### INSTRUCTIONS FOR THE TASK
Which lines of the entries contain the string "positive"? Copy each of them.
Segment Start: DATA PROVIDED
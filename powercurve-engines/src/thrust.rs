//! Tabulated thrust and torque of jets, rockets and turboprops.
//!
//! Jets scale `ThrustMax0` by a coefficient tabulated over altitude and
//! true airspeed; turboprops scale their rated power by the matching torque
//! coefficient. Rockets ignore the table and deliver constant thrust.

use ndarray::{Array1, Array2};
use powercurve_atmos::Atmosphere;
use tracing::{debug, warn};

use crate::{
    ThrottleMode,
    description::{EngineEntry, EngineKind, FlightModel, ThrottleSetting, ThrustMaxSection},
    interpolation::{BilinearTable, Extrapolate, TableError},
    sampler::{Grid, PowerMatrix, ResponseMatrix, ThrustMatrix},
};

/// Kilogram-force per newton.
pub const NEWTON_TO_KGF: f64 = 0.101_971_621_3;

/// Thrust, torque and afterburner coefficients over `(altitude, velocity)`.
///
/// Breakpoints are taken in field-index order and must increase strictly.
/// Points outside the table extrapolate from the nearest edge pair.
#[derive(Debug)]
pub struct ThrustMaxTable {
    thrust: BilinearTable,
    torque: BilinearTable,
    afterburner: BilinearTable,
}

impl ThrustMaxTable {
    /// Builds the table from a parsed `ThrustMax` section.
    ///
    /// Missing thrust coefficients read 0, missing torque coefficients fall
    /// back to the thrust coefficient and missing afterburner coefficients
    /// read 1.
    ///
    /// # Errors
    ///
    /// Returns an error if either axis has fewer than two breakpoints or is
    /// not strictly increasing.
    pub fn new(section: &ThrustMaxSection) -> Result<Self, TableError> {
        let altitudes: Array1<f64> = section.altitudes.iter().map(|&(_, v)| v).collect();
        let velocities: Array1<f64> = section.velocities.iter().map(|&(_, v)| v).collect();
        let shape = (altitudes.len(), velocities.len());
        let cell = |(i, j): (usize, usize)| (section.altitudes[i].0, section.velocities[j].0);

        let thrust = Array2::from_shape_fn(shape, |ij| {
            section.thrust_coeffs.get(&cell(ij)).copied().unwrap_or(0.0)
        });
        let torque = Array2::from_shape_fn(shape, |ij| {
            section
                .torque_coeffs
                .get(&cell(ij))
                .copied()
                .unwrap_or(thrust[ij])
        });
        let afterburner = Array2::from_shape_fn(shape, |ij| {
            section.afterburner_coeffs.get(&cell(ij)).copied().unwrap_or(1.0)
        });

        let table = |values| {
            BilinearTable::new(altitudes.clone(), velocities.clone(), values, Extrapolate::Enable)
        };
        Ok(Self {
            thrust: table(thrust)?,
            torque: table(torque)?,
            afterburner: table(afterburner)?,
        })
    }

    /// Thrust coefficient at an altitude (m) and true airspeed (km/h).
    ///
    /// # Errors
    ///
    /// Propagates interpolation failures.
    pub fn thrust_coeff(&self, altitude: f64, tas_kph: f64) -> Result<f64, TableError> {
        self.thrust.evaluate(altitude, tas_kph)
    }

    /// Torque coefficient at an altitude (m) and true airspeed (km/h).
    ///
    /// # Errors
    ///
    /// Propagates interpolation failures.
    pub fn torque_coeff(&self, altitude: f64, tas_kph: f64) -> Result<f64, TableError> {
        self.torque.evaluate(altitude, tas_kph)
    }

    /// Afterburner coefficient at an altitude (m) and true airspeed (km/h).
    ///
    /// # Errors
    ///
    /// Propagates interpolation failures.
    pub fn afterburner_coeff(&self, altitude: f64, tas_kph: f64) -> Result<f64, TableError> {
        self.afterburner.evaluate(altitude, tas_kph)
    }
}

/// Thrust multipliers of the military and WEP throttle settings.
#[derive(Debug, Clone, Copy, PartialEq)]
pub struct ModeMultipliers {
    pub military: f64,
    pub wep: Option<f64>,
}

impl ModeMultipliers {
    /// Military is the highest throttle not above 1 (the first such entry
    /// on ties); WEP is the largest multiplier among throttles above 1.
    #[must_use]
    pub fn from_settings(settings: &[ThrottleSetting]) -> Self {
        let mut military_throttle = f64::NEG_INFINITY;
        let mut military = 1.0;
        let mut wep: Option<f64> = None;

        for setting in settings {
            if setting.throttle <= 1.0 && setting.throttle > military_throttle {
                military_throttle = setting.throttle;
                military = setting.thrust_mult;
            }
            if setting.throttle > 1.0 && wep.is_none_or(|w| setting.thrust_mult > w) {
                wep = Some(setting.thrust_mult);
            }
        }

        if !military.is_finite() || military <= 0.0 {
            military = 1.0;
        }
        Self { military, wep }
    }
}

/// Thrust (kgf) of every jet and rocket over `grid`.
///
/// Engines are numbered by their position among the thrust engines.
/// Boosters are skipped unless `include_boosters` is set. A booster has no
/// WEP of its own: when WEP is requested it is reported under WEP if some
/// other engine has a WEP setting, and under military otherwise.
#[must_use]
pub fn thrust_matrices(
    model: &FlightModel,
    grid: &Grid,
    atmosphere: &Atmosphere,
    modes: &[ThrottleMode],
    include_boosters: bool,
) -> Vec<ThrustMatrix> {
    let engines: Vec<(&EngineEntry, ModeMultipliers)> = model
        .engines
        .iter()
        .filter(|entry| entry.engine.kind.is_thrust())
        .map(|entry| (entry, ModeMultipliers::from_settings(&entry.engine.main.modes)))
        .collect();

    let any_engine_wep = engines
        .iter()
        .any(|(entry, mults)| !entry.engine.is_rocket_booster() && mults.wep.is_some());

    let mut matrices = Vec::new();
    for (index, (entry, mults)) in engines.iter().enumerate() {
        let engine = &entry.engine;
        let booster = engine.is_rocket_booster();
        if booster && !include_boosters {
            debug!(engine = %entry.key, "booster thrust excluded");
            continue;
        }

        let afterburner_boost = engine
            .main
            .afterburner_boost
            .filter(|b| b.is_finite() && *b > 0.0)
            .unwrap_or(1.0);
        let emitted = emitted_modes(modes, *mults, booster, any_engine_wep);

        if engine.kind == EngineKind::Rocket {
            let Some(base) = engine
                .main
                .thrust
                .map(|newtons| newtons * NEWTON_TO_KGF)
                .filter(|b| b.is_finite() && *b > 0.0)
            else {
                debug!(engine = %entry.key, "rocket without thrust skipped");
                continue;
            };
            for (mode, mult) in emitted {
                let boost = if mode == ThrottleMode::Wep { afterburner_boost } else { 1.0 };
                let value = (base * mult * boost).max(0.0);
                matrices.push(matrix(index, mode, engine.kind, Array2::from_elem(grid.shape(), value)));
            }
            continue;
        }

        let Some((base, table)) = thrust_table(entry) else {
            continue;
        };
        for (mode, mult) in emitted {
            let values = sample(grid, atmosphere, |altitude, tas| {
                let coeff = table.thrust_coeff(altitude, tas)?;
                let afterburner = if mode == ThrottleMode::Wep {
                    table.afterburner_coeff(altitude, tas)? * afterburner_boost
                } else {
                    1.0
                };
                Ok((base * coeff * mult * afterburner).max(0.0))
            });
            match values {
                Ok(values) => matrices.push(matrix(index, mode, engine.kind, values)),
                Err(error) => warn!(engine = %entry.key, %mode, %error, "thrust sampling failed"),
            }
        }
    }
    matrices
}

/// Power of every turboprop over `grid`, from its torque coefficients.
///
/// The same matrix is reported for each requested mode (military when none
/// is requested).
#[must_use]
pub fn turboprop_power_matrices(
    model: &FlightModel,
    grid: &Grid,
    atmosphere: &Atmosphere,
    modes: &[ThrottleMode],
) -> Vec<PowerMatrix> {
    let mut emitted: Vec<ThrottleMode> = ThrottleMode::ALL
        .into_iter()
        .filter(|mode| modes.contains(mode))
        .collect();
    if emitted.is_empty() {
        emitted.push(ThrottleMode::Military);
    }

    let mut matrices = Vec::new();
    let turboprops = model
        .engines
        .iter()
        .filter(|entry| entry.engine.kind == EngineKind::TurboProp);

    for (index, entry) in turboprops.enumerate() {
        let main = &entry.engine.main;
        let Some(power) = main
            .power
            .or(main.deck_power)
            .filter(|p| p.is_finite() && *p > 0.0)
        else {
            debug!(engine = %entry.key, "turboprop without rated power skipped");
            continue;
        };
        let Some(section) = &main.thrust_max else {
            continue;
        };
        let table = match ThrustMaxTable::new(section) {
            Ok(table) => table,
            Err(error) => {
                warn!(engine = %entry.key, %error, "invalid ThrustMax table, engine skipped");
                continue;
            }
        };

        let values = sample(grid, atmosphere, |altitude, tas| {
            Ok((power * table.torque_coeff(altitude, tas)?).max(0.0))
        });
        match values {
            Ok(values) => {
                for &mode in &emitted {
                    matrices.push(matrix(index, mode, EngineKind::TurboProp, values.clone()));
                }
            }
            Err(error) => warn!(engine = %entry.key, %error, "torque sampling failed"),
        }
    }
    matrices
}

/// Modes to report for one thrust engine, with their multipliers.
fn emitted_modes(
    requested: &[ThrottleMode],
    mults: ModeMultipliers,
    booster: bool,
    any_engine_wep: bool,
) -> Vec<(ThrottleMode, f64)> {
    let wants_military = requested.contains(&ThrottleMode::Military);
    let wants_wep = requested.contains(&ThrottleMode::Wep);

    let mut emitted: Vec<(ThrottleMode, f64)> = Vec::with_capacity(2);
    let mut push = |mode: ThrottleMode, mult: f64| {
        if !emitted.iter().any(|&(m, _)| m == mode) {
            emitted.push((mode, mult));
        }
    };

    if wants_military || (wants_wep && mults.wep.is_none() && !booster) {
        push(ThrottleMode::Military, mults.military);
    }
    match mults.wep {
        Some(wep) if wants_wep => push(ThrottleMode::Wep, wep),
        None if wants_wep && booster => {
            let mode = if any_engine_wep {
                ThrottleMode::Wep
            } else {
                ThrottleMode::Military
            };
            push(mode, mults.military);
        }
        _ => {}
    }
    emitted
}

fn thrust_table(entry: &EngineEntry) -> Option<(f64, ThrustMaxTable)> {
    let section = entry.engine.main.thrust_max.as_ref()?;
    let base = section.base.filter(|b| b.is_finite() && *b > 0.0)?;
    match ThrustMaxTable::new(section) {
        Ok(table) => Some((base, table)),
        Err(error) => {
            warn!(engine = %entry.key, %error, "invalid ThrustMax table, engine skipped");
            None
        }
    }
}

fn sample(
    grid: &Grid,
    atmosphere: &Atmosphere,
    value_at: impl Fn(f64, f64) -> Result<f64, TableError>,
) -> Result<Array2<f64>, TableError> {
    let mut values = Array2::zeros(grid.shape());
    for ((row, column), value) in values.indexed_iter_mut() {
        let tas = grid.true_airspeed(atmosphere, row, column);
        *value = value_at(grid.altitude(column), tas)?;
    }
    Ok(values)
}

fn matrix(engine: usize, mode: ThrottleMode, kind: EngineKind, values: Array2<f64>) -> ResponseMatrix {
    ResponseMatrix {
        engine,
        mode,
        kind,
        temperature: None,
        values,
        unbracketed: 0,
    }
}
//! Sampling engine output over a speed × altitude grid.
//!
//! Matrices are indexed `[[speed, altitude]]`: row `i` is the airspeed
//! `i * speed_step_kph`, column `j` the altitude `j * altitude_step_m`.

use ndarray::{Array1, Array2};
use powercurve_atmos::{Atmosphere, AtmosphereError, STANDARD_PRESSURE, SeaLevel};
use rayon::prelude::*;
use serde::{Deserialize, Serialize};
use tracing::{debug, warn};

use crate::{
    ThrottleMode,
    curve::{Curve, CurveError, EngineCurves},
    description::EngineKind,
};

/// Sea-level temperatures (K) of the default temperature sweep.
pub const DEFAULT_SWEEP_TEMPERATURES: [f64; 3] = [273.0, 283.0, 293.0];

/// How the speed axis of a grid is interpreted.
#[derive(Debug, Clone, Copy, PartialEq, Eq, Default, Serialize, Deserialize)]
pub enum SpeedType {
    /// True airspeed.
    #[default]
    #[serde(rename = "TAS")]
    Tas,
    /// Indicated airspeed, converted to true airspeed per altitude.
    #[serde(rename = "IAS")]
    Ias,
}

/// Speed and altitude axes of a sampled matrix.
#[derive(Debug, Clone, Copy, PartialEq, Serialize, Deserialize)]
#[serde(default)]
pub struct Grid {
    pub altitude_count: usize,
    pub speed_count: usize,
    pub altitude_step_m: f64,
    pub speed_step_kph: f64,
    pub speed_type: SpeedType,
}

impl Default for Grid {
    fn default() -> Self {
        Self::for_ranges(10_000.0, 1000.0, SpeedType::Tas)
    }
}

impl Grid {
    /// Grid covering `0..=max_speed_kph` in 10 km/h steps and
    /// `0..max_altitude_m` in 20 m steps.
    #[must_use]
    #[allow(
        clippy::cast_possible_truncation,
        clippy::cast_sign_loss,
        reason = "negative or non-finite ranges saturate to an empty axis"
    )]
    pub fn for_ranges(max_altitude_m: f64, max_speed_kph: f64, speed_type: SpeedType) -> Self {
        let altitude_step_m = 20.0;
        let speed_step_kph = 10.0;
        Self {
            altitude_count: (max_altitude_m / altitude_step_m).round().max(0.0) as usize,
            speed_count: ((max_speed_kph / speed_step_kph).floor() + 1.0).max(0.0) as usize,
            altitude_step_m,
            speed_step_kph,
            speed_type,
        }
    }

    /// Checks that both steps are finite and positive.
    ///
    /// # Errors
    ///
    /// Returns a static reason naming the offending step.
    pub fn validate(&self) -> Result<(), &'static str> {
        if !self.altitude_step_m.is_finite() || self.altitude_step_m <= 0.0 {
            return Err("altitude_step_m must be finite and positive");
        }
        if !self.speed_step_kph.is_finite() || self.speed_step_kph <= 0.0 {
            return Err("speed_step_kph must be finite and positive");
        }
        Ok(())
    }

    /// Matrix shape, `(speed_count, altitude_count)`.
    #[must_use]
    pub fn shape(&self) -> (usize, usize) {
        (self.speed_count, self.altitude_count)
    }

    #[must_use]
    #[allow(clippy::cast_precision_loss)]
    pub fn altitude(&self, column: usize) -> f64 {
        column as f64 * self.altitude_step_m
    }

    #[must_use]
    #[allow(clippy::cast_precision_loss)]
    pub fn speed(&self, row: usize) -> f64 {
        row as f64 * self.speed_step_kph
    }

    /// True airspeed (km/h) of a cell.
    #[must_use]
    pub fn true_airspeed(&self, atmosphere: &Atmosphere, row: usize, column: usize) -> f64 {
        let speed = self.speed(row);
        match self.speed_type {
            SpeedType::Tas => speed,
            SpeedType::Ias => atmosphere.tas_from_ias(speed, self.altitude(column)),
        }
    }

    /// Altitude axis as an array.
    #[must_use]
    pub fn altitudes(&self) -> Array1<f64> {
        Array1::from_shape_fn(self.altitude_count, |column| self.altitude(column))
    }

    /// Speed axis as an array.
    #[must_use]
    pub fn speeds(&self) -> Array1<f64> {
        Array1::from_shape_fn(self.speed_count, |row| self.speed(row))
    }
}

/// One engine's output over a grid in one throttle mode.
#[derive(Debug, Clone, PartialEq)]
pub struct ResponseMatrix {
    /// Engine position within its group (pistons, turboprops or thrust
    /// engines).
    pub engine: usize,
    pub mode: ThrottleMode,
    pub kind: EngineKind,
    /// Sea-level temperature (K) of a temperature sweep entry.
    pub temperature: Option<f64>,
    /// Values indexed `[[speed, altitude]]`.
    pub values: Array2<f64>,
    /// Cells whose pressure no curve interval bracketed; they read 0.
    pub unbracketed: usize,
}

/// Power matrix of a piston or turboprop engine.
pub type PowerMatrix = ResponseMatrix;

/// Thrust matrix (kgf) of a jet or rocket.
pub type ThrustMatrix = ResponseMatrix;

/// Total intake pressure at every cell of `grid`.
///
/// Static pressure plus the dynamic pressure recovered by the intake,
/// `½·ρ(h)·v²·intake_efficiency`.
#[must_use]
pub fn pressure_matrix(atmosphere: &Atmosphere, grid: &Grid, intake_efficiency: f64) -> Array2<f64> {
    let statics: Vec<(f64, f64)> = (0..grid.altitude_count)
        .map(|column| {
            let h = grid.altitude(column);
            (atmosphere.pressure(h), atmosphere.density(h))
        })
        .collect();

    Array2::from_shape_fn(grid.shape(), |(row, column)| {
        let (pressure, density) = statics[column];
        let v = grid.true_airspeed(atmosphere, row, column) / 3.6;
        pressure + density * v * v / 2.0 * intake_efficiency
    })
}

/// Total intake pressure at one true airspeed, for `altitude_count`
/// altitudes 20 m apart.
#[must_use]
pub fn pressure_column(
    atmosphere: &Atmosphere,
    intake_efficiency: f64,
    speed_kph: f64,
    altitude_count: usize,
) -> Array1<f64> {
    let grid = Grid {
        altitude_count,
        ..Grid::default()
    };
    Array1::from_shape_fn(altitude_count, |column| {
        let h = grid.altitude(column);
        atmosphere.pressure(h) + atmosphere.ram_pressure(h, speed_kph, intake_efficiency)
    })
}

/// Samples every engine's curves over a pressure matrix.
///
/// Each cell takes the best stage, so a multi-speed supercharger shifts
/// gear automatically. One matrix is produced per engine and mode.
#[must_use]
pub fn power_matrices(engines: &[EngineCurves], pressures: &Array2<f64>) -> Vec<PowerMatrix> {
    engines
        .iter()
        .flat_map(|engine| {
            engine.modes.iter().map(move |&mode| {
                let curves: Vec<&Curve> = engine.curves(mode).filter(|c| c.len() >= 2).collect();
                let mut unbracketed = 0;
                let values = pressures.mapv(|pressure| {
                    curves.iter().fold(0.0_f64, |best, curve| {
                        match curve.power_for_pressure(pressure) {
                            Ok(power) => best.max(power),
                            Err(CurveError::Unbracketed { .. } | CurveError::TooFewIntervals { .. }) => {
                                unbracketed += 1;
                                best
                            }
                        }
                    })
                });

                if unbracketed > 0 {
                    warn!(
                        engine = %engine.key,
                        %mode,
                        cells = unbracketed,
                        "pressures outside every curve interval, sampled as 0"
                    );
                }

                ResponseMatrix {
                    engine: engine.index,
                    mode,
                    kind: engine.kind,
                    temperature: None,
                    values,
                    unbracketed,
                }
            })
        })
        .collect()
}

/// Samples the curves at several sea-level temperatures in parallel.
///
/// Every temperature gets its own standard-pressure atmosphere; each
/// resulting matrix is tagged with its temperature.
///
/// # Errors
///
/// Returns an error if a temperature is not finite and positive.
pub fn temperature_sweep(
    engines: &[EngineCurves],
    grid: &Grid,
    intake_efficiency: f64,
    temperatures: &[f64],
) -> Result<Vec<PowerMatrix>, AtmosphereError> {
    let sweep = temperatures
        .par_iter()
        .map(|&temperature| {
            let atmosphere = Atmosphere::from(SeaLevel::new(STANDARD_PRESSURE, temperature)?);
            let pressures = pressure_matrix(&atmosphere, grid, intake_efficiency);
            let mut matrices = power_matrices(engines, &pressures);
            for matrix in &mut matrices {
                matrix.temperature = Some(temperature);
            }
            debug!(temperature, matrices = matrices.len(), "sampled temperature");
            Ok(matrices)
        })
        .collect::<Result<Vec<_>, AtmosphereError>>()?;

    Ok(sweep.into_iter().flatten().collect())
}
/// A fallible, deterministic function from a typed input to a typed output.
///
/// Solvers only ever see a model through this trait, so the same physical
/// model can be inverted, swept or evaluated directly.
pub trait Model {
    type Input;
    type Output;
    type Error: std::error::Error + Send + Sync + 'static;

    /// Evaluates the model at `input`.
    ///
    /// # Errors
    ///
    /// Returns the model's own error when `input` lies outside its domain.
    fn call(&self, input: &Self::Input) -> Result<Self::Output, Self::Error>;

    /// Evaluates the model and keeps the input alongside the output.
    ///
    /// # Errors
    ///
    /// See [`Model::call`].
    fn record(
        &self,
        input: Self::Input,
    ) -> Result<Snapshot<Self::Input, Self::Output>, Self::Error> {
        let output = self.call(&input)?;
        Ok(Snapshot { input, output })
    }
}

/// One recorded model evaluation.
#[derive(Debug, Clone, Copy, PartialEq)]
pub struct Snapshot<I, O> {
    pub input: I,
    pub output: O,
}

impl<I, O> Snapshot<I, O> {
    #[must_use]
    pub fn new(input: I, output: O) -> Self {
        Self { input, output }
    }

    /// Splits the snapshot back into its input and output.
    pub fn into_parts(self) -> (I, O) {
        (self.input, self.output)
    }
}

#[cfg(test)]
mod tests {
    use super::*;

    #[derive(Debug)]
    struct NegativeInput;

    impl std::fmt::Display for NegativeInput {
        fn fmt(&self, f: &mut std::fmt::Formatter<'_>) -> std::fmt::Result {
            f.write_str("input is negative")
        }
    }

    impl std::error::Error for NegativeInput {}

    /// Square root defined only for non-negative inputs.
    struct Sqrt;

    impl Model for Sqrt {
        type Input = f64;
        type Output = f64;
        type Error = NegativeInput;

        fn call(&self, input: &f64) -> Result<f64, NegativeInput> {
            if *input < 0.0 {
                Err(NegativeInput)
            } else {
                Ok(input.sqrt())
            }
        }
    }

    #[test]
    fn record_keeps_input_and_output() {
        let snapshot = Sqrt.record(16.0).unwrap();
        assert_eq!(snapshot, Snapshot::new(16.0, 4.0));
        assert_eq!(snapshot.into_parts(), (16.0, 4.0));
    }

    #[test]
    fn record_propagates_model_errors() {
        assert!(Sqrt.record(-1.0).is_err());
    }
}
Segment End: DATA PROVIDED
### RESPONSE TO THE TASK
    /// Checks that both steps are finite and positive.
            return Err("altitude_step_m must be finite and positive");
            return Err("speed_step_kph must be finite and positive");
/// Returns an error if a temperature is not finite and positive.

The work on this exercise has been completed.